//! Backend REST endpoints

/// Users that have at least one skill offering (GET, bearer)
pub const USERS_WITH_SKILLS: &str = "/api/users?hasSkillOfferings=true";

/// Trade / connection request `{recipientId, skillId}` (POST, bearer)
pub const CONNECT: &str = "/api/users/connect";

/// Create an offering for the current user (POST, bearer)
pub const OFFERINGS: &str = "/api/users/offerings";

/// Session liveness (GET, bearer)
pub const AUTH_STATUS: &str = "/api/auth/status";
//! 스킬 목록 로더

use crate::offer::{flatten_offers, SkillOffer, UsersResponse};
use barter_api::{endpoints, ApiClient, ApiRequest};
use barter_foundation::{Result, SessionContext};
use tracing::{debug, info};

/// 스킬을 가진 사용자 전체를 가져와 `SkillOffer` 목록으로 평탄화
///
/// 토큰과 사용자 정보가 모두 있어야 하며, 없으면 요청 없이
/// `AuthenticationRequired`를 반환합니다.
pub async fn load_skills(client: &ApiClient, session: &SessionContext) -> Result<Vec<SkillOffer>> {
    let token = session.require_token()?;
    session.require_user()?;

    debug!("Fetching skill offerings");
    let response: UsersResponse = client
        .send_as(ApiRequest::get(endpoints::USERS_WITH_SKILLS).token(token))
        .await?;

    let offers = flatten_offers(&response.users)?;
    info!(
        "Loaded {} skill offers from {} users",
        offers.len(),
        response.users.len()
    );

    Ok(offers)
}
------------------------------
» **Task brief**:
When a line in the data contains the string "ApiRequest", copy that line.

» **Result of this task**:
use barter_api::{endpoints, ApiClient, ApiRequest};
        .send_as(ApiRequest::get(endpoints::USERS_WITH_SKILLS).token(token))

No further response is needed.